The article by Bernabei and colleagues turns attention back to a large body of work that self-consciously extends the multidimensional geriatric assessment literature—that, in fact, claims generational descent (13). That is the sibling group of the Minimum Data Set (MDS) developed by the InterRAI consortium. The authors review useful applications of analyses of databases produced by use of one of these standardized, validated assessment packages (i.e., MDS-Home Care). The examples described derive from the European Union AdHOC (Aged in Home Care) Study (14) and include studies of prognostic factors, interventional outcomes, quality indictors, and cross-national comparison. As in earlier research using MDS data (15), these analyses are based not only on MDS data but on research databases combining information from multiple patient-level clinical and administrative sources. American readers may associate the MDS primarily with the MDS-Nursing Home tool (formerly the MDS-Resident Assessment Instrument), which is required in U.S. nursing homes accepting public payment, or with similar administrative applications such as level-of-care assignment, case-mix determination, and models of reimbursement (16,17). Yet, as the authors mention, the MDS-HC, employed as the core clinical assessment in Italy, has been successfully used as part of a package of community-based team assessment and care management service, shown to lead to reductions in hospitalizations and nursing-home placement compared to usual care (18,19). It is worth mentioning that the Silver Network ‘‘assessment’’ service bears more than passing family resemblance to Guided Care (10).
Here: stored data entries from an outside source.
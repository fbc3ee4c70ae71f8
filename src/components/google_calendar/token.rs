use super::credentials::ClientCredentials;
use crate::error::{auth_error, other_error, AgendaResult};
use chrono::{DateTime, Datelike, Utc};
use reqwest::Client;
use serde::{Deserialize, Serialize};
use std::collections::HashMap;
use std::fs;
use std::io::{ErrorKind, Write};
use std::path::{Path, PathBuf};
use std::sync::Arc;
use std::time::Duration;
use tracing::{debug, info, warn};
use url::Url;

/// Read-only access to the user's calendars
pub const CALENDAR_READONLY_SCOPE: &str = "https://www.googleapis.com/auth/calendar.readonly";

/// Tokens this close to expiry are refreshed up front
const EXPIRY_MARGIN_SECS: i64 = 60;
const DEFAULT_EXPIRES_IN: i64 = 3600;

/// OAuth token as persisted in the token file
#[derive(Debug, Clone, PartialEq, Eq, Serialize, Deserialize)]
pub struct StoredToken {
    pub access_token: String,
    #[serde(default, skip_serializing_if = "Option::is_none")]
    pub token_type: Option<String>,
    #[serde(default, skip_serializing_if = "Option::is_none")]
    pub refresh_token: Option<String>,
    /// Unix timestamp after which the access token is no longer valid
    #[serde(default, skip_serializing_if = "Option::is_none")]
    pub expires_at: Option<i64>,
    #[serde(default, skip_serializing_if = "Option::is_none")]
    pub scope: Option<String>,
}

impl StoredToken {
    /// A token without a known expiry counts as expired when it can be refreshed
    pub fn is_expired(&self, now: DateTime<Utc>) -> bool {
        match self.expires_at {
            Some(expires_at) => expires_at <= now.timestamp() + EXPIRY_MARGIN_SECS,
            None => self.refresh_token.is_some(),
        }
    }

    fn from_response(
        response: TokenResponse,
        previous_refresh_token: Option<String>,
        now: DateTime<Utc>,
    ) -> AgendaResult<Self> {
        let access_token = response
            .access_token
            .filter(|t| !t.is_empty())
            .ok_or_else(|| auth_error("Token response missing 'access_token' field"))?;
        let expires_in = response.expires_in.unwrap_or(DEFAULT_EXPIRES_IN);

        Ok(Self {
            access_token,
            token_type: response.token_type,
            // Refresh responses do not repeat the refresh token
            refresh_token: response.refresh_token.or(previous_refresh_token),
            expires_at: Some(now.timestamp() + expires_in),
            scope: response.scope,
        })
    }
}

/// Body of a successful token endpoint response
#[derive(Debug, Deserialize)]
struct TokenResponse {
    access_token: Option<String>,
    token_type: Option<String>,
    refresh_token: Option<String>,
    expires_in: Option<i64>,
    scope: Option<String>,
}

/// Token file contents, also accepting the RFC 3339 `expiry` field written by
/// golang.org/x/oauth2 and similar clients
#[derive(Debug, Deserialize)]
struct TokenFile {
    #[serde(flatten)]
    token: StoredToken,
    #[serde(default)]
    expiry: Option<String>,
}

impl TokenFile {
    fn into_token(self) -> StoredToken {
        let mut token = self.token;
        if token.expires_at.is_none() {
            token.expires_at = self.expiry.as_deref().and_then(parse_expiry);
        }
        token
    }
}

/// Unix timestamp of an RFC 3339 expiry. The zero time (year 1) means "no expiry".
fn parse_expiry(expiry: &str) -> Option<i64> {
    match DateTime::parse_from_rfc3339(expiry) {
        Ok(expiry) if expiry.year() > 1 => Some(expiry.timestamp()),
        Ok(_) => None,
        Err(e) => {
            warn!("Ignoring unreadable token expiry {:?}: {}", expiry, e);
            None
        }
    }
}

/// Load a token file. A missing or malformed file yields `None`.
pub fn load_token(path: &Path) -> AgendaResult<Option<StoredToken>> {
    let content = match fs::read_to_string(path) {
        Ok(content) => content,
        Err(e) if e.kind() == ErrorKind::NotFound => return Ok(None),
        Err(e) => return Err(e.into()),
    };

    match serde_json::from_str::<TokenFile>(&content) {
        Ok(file) => Ok(Some(file.into_token())),
        Err(e) => {
            warn!("Ignoring unreadable token file {}: {}", path.display(), e);
            Ok(None)
        }
    }
}

/// Write a token file, readable by the owner only
pub fn save_token(path: &Path, token: &StoredToken) -> AgendaResult<()> {
    info!("Saving credential file to: {}", path.display());

    if let Some(parent) = path.parent().filter(|p| !p.as_os_str().is_empty()) {
        fs::create_dir_all(parent)?;
    }

    let mut options = fs::OpenOptions::new();
    options.write(true).create(true).truncate(true);
    #[cfg(unix)]
    {
        use std::os::unix::fs::OpenOptionsExt;
        options.mode(0o600);
    }

    let mut file = options
        .open(path)
        .map_err(|e| auth_error(&format!("Unable to cache oauth token: {}", e)))?;
    let json = serde_json::to_string_pretty(token)?;
    file.write_all(json.as_bytes())?;

    Ok(())
}

/// True when a loopback request carries the authorization result
pub fn is_authorization_callback(request_url: &str) -> bool {
    callback_params(request_url)
        .map(|params| params.contains_key("code") || params.contains_key("error"))
        .unwrap_or(false)
}

/// Extract the authorization code from the loopback redirect
pub fn parse_callback(request_url: &str, expected_state: &str) -> AgendaResult<String> {
    let params = callback_params(request_url)?;

    if let Some(error) = params.get("error") {
        return Err(auth_error(&format!("Authorization was denied: {}", error)));
    }

    match params.get("state") {
        Some(state) if state == expected_state => {}
        _ => return Err(auth_error("Authorization callback state does not match")),
    }

    params
        .get("code")
        .filter(|code| !code.is_empty())
        .cloned()
        .ok_or_else(|| auth_error("No authorization code found in callback"))
}

fn callback_params(request_url: &str) -> AgendaResult<HashMap<String, String>> {
    let url = Url::parse("http://127.0.0.1/")
        .and_then(|base| base.join(request_url))
        .map_err(|e| auth_error(&format!("Malformed callback URL: {}", e)))?;
    Ok(url.query_pairs().into_owned().collect())
}

/// Provides a usable access token, from the token file or a fresh authorization
pub struct TokenManager {
    credentials: ClientCredentials,
    token_path: PathBuf,
    redirect_port: u16,
    client: Client,
}

impl TokenManager {
    pub fn new(
        credentials: ClientCredentials,
        token_path: &Path,
        redirect_port: u16,
        timeout: Duration,
    ) -> AgendaResult<Self> {
        Ok(Self {
            credentials,
            token_path: token_path.to_path_buf(),
            redirect_port,
            client: Client::builder().timeout(timeout).build()?,
        })
    }

    /// Get a valid token, refreshing or re-authorizing as needed
    pub async fn get_token(&self) -> AgendaResult<StoredToken> {
        match load_token(&self.token_path)? {
            Some(token) if !token.is_expired(Utc::now()) => {
                debug!("Using stored token from {}", self.token_path.display());
                return Ok(token);
            }
            Some(token) if token.refresh_token.is_some() => {
                match self.refresh_token(&token).await {
                    Ok(token) => {
                        save_token(&self.token_path, &token)?;
                        return Ok(token);
                    }
                    Err(e) => warn!("Stored token could not be refreshed: {}", e),
                }
            }
            Some(_) => warn!("Stored token has expired and cannot be refreshed"),
            None => info!("No stored token at {}", self.token_path.display()),
        }

        let token = self.authorize_interactively().await?;
        save_token(&self.token_path, &token)?;
        Ok(token)
    }

    /// Exchange the refresh token for a new access token
    pub async fn refresh_token(&self, token: &StoredToken) -> AgendaResult<StoredToken> {
        let refresh_token = token
            .refresh_token
            .clone()
            .ok_or_else(|| auth_error("No refresh token in token data"))?;

        let params = [
            ("client_id", self.credentials.client_id.clone()),
            ("client_secret", self.credentials.client_secret.clone()),
            ("refresh_token", refresh_token.clone()),
            ("grant_type", "refresh_token".to_string()),
        ];

        let response = self.request_token(&params).await?;
        StoredToken::from_response(response, Some(refresh_token), Utc::now())
    }

    /// Exchange an authorization code for tokens
    pub async fn exchange_code(&self, code: &str) -> AgendaResult<StoredToken> {
        let params = [
            ("client_id", self.credentials.client_id.clone()),
            ("client_secret", self.credentials.client_secret.clone()),
            ("code", code.to_string()),
            ("redirect_uri", self.redirect_uri()),
            ("grant_type", "authorization_code".to_string()),
        ];

        let response = self.request_token(&params).await?;
        StoredToken::from_response(response, None, Utc::now())
    }

    pub fn redirect_uri(&self) -> String {
        format!("http://127.0.0.1:{}", self.redirect_port)
    }

    /// Consent page URL for the read-only calendar scope
    pub fn authorization_url(&self, state: &str) -> AgendaResult<Url> {
        let mut url = Url::parse(&self.credentials.auth_uri)
            .map_err(|e| auth_error(&format!("Invalid auth_uri: {}", e)))?;

        url.query_pairs_mut()
            .append_pair("client_id", &self.credentials.client_id)
            .append_pair("redirect_uri", &self.redirect_uri())
            .append_pair("response_type", "code")
            .append_pair("access_type", "offline")
            .append_pair("prompt", "consent")
            .append_pair("scope", CALENDAR_READONLY_SCOPE)
            .append_pair("state", state);

        Ok(url)
    }

    async fn request_token(&self, params: &[(&str, String)]) -> AgendaResult<TokenResponse> {
        let response = self
            .client
            .post(&self.credentials.token_uri)
            .form(params)
            .send()
            .await
            .map_err(|e| auth_error(&format!("Failed to reach token endpoint: {}", e)))?;

        if !response.status().is_success() {
            let status = response.status();
            let error_body = response
                .text()
                .await
                .unwrap_or_else(|_| "Could not read error response".to_string());
            return Err(auth_error(&format!(
                "Failed to get token: HTTP {} - {}",
                status, error_body
            )));
        }

        response
            .json()
            .await
            .map_err(|e| auth_error(&format!("Failed to parse token response: {}", e)))
    }

    /// Run the browser consent flow and wait for the loopback redirect
    async fn authorize_interactively(&self) -> AgendaResult<StoredToken> {
        let state = uuid::Uuid::new_v4().to_string();
        let auth_url = self.authorization_url(&state)?;

        let server = tiny_http::Server::http(("127.0.0.1", self.redirect_port)).map_err(|e| {
            auth_error(&format!(
                "Failed to listen for the authorization callback on port {}: {}",
                self.redirect_port, e
            ))
        })?;
        let server = Arc::new(server);

        eprintln!(
            "Go to the following link in your browser to authorize calendar access:\n{}",
            auth_url
        );
        if let Err(e) = webbrowser::open(auth_url.as_str()) {
            warn!("Could not open a browser: {}", e);
        }

        let code = loop {
            let listener = Arc::clone(&server);
            let request = tokio::task::spawn_blocking(move || listener.recv())
                .await
                .map_err(|e| other_error(&format!("Authorization listener failed: {}", e)))??;

            if !is_authorization_callback(request.url()) {
                let url = request.url().to_string();
                debug!("Ignoring request for {}", url);
                let not_found = tiny_http::Response::empty(tiny_http::StatusCode(404));
                if let Err(e) = request.respond(not_found) {
                    warn!("Failed to answer request for {}: {}", url, e);
                }
                continue;
            }

            let result = parse_callback(request.url(), &state);
            let message = match &result {
                Ok(_) => "Authorization successful! You can close this window.",
                Err(_) => "Authorization failed. Check the terminal for details.",
            };
            if let Err(e) = request.respond(tiny_http::Response::from_string(message)) {
                warn!("Failed to answer the authorization callback: {}", e);
            }
            break result?;
        };

        self.exchange_code(&code).await
    }
}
Finally, the article by Clough-Gorr and colleagues (20) turns to two of the preoccupations manifest in both multidimensional screening and prevention and CGA programs: development of practical measures predictive of outcomes such as general functional decline or progression of particular geriatric syndromes (in this case, falls), and identification of patients to whom preventive interventions can be successfully targeted. In this secondary study of population-based longitudinal research in several European communities, preclinical self-reported mobility-disability status that included information on modifications to task method or frequency is shown to be a predictor of incident falls, independent of falls history and other known falls risk factors. As the authors suggest, if their findings are confirmed, screens employing these questions may be feasible to incorporate into clinical practice. It remains to be demonstrated—but stands to reason—that earlier and more accurate identification of older patients at risk of falling can lead to interventions that reduce rates of injurious falls, or concomitant outcomes.

Overall, what is presented in this special section of the Journal bears testimony that a new chapter in the history of comprehensive geriatric assessment has begun. This new course of research is less shiny and colorful, but perhaps more thoughtful and, hopefully, more likely to be translated in the health care system. In The Inferno, Dante Alighieri tells of Ulysses and his voyage past the Pillars of Hercules, which were considered the impassable limits of the mortal world. Ulysses is painted as a madman who sails through tempestuous waters inhabited by frightful creatures in order to gain knowledge of the unknown. Passion and enthusiasm were essential to go beyond the limits, and without them there would be no comprehensive geriatric assessment. Now the situation has changed. History has revealed that the sea beyond the Strait of Gibraltar is not quite as violent as Dante wanted us believe. The gate is open, only by systematic exploration and accurate charting can we start inhabiting the new territory.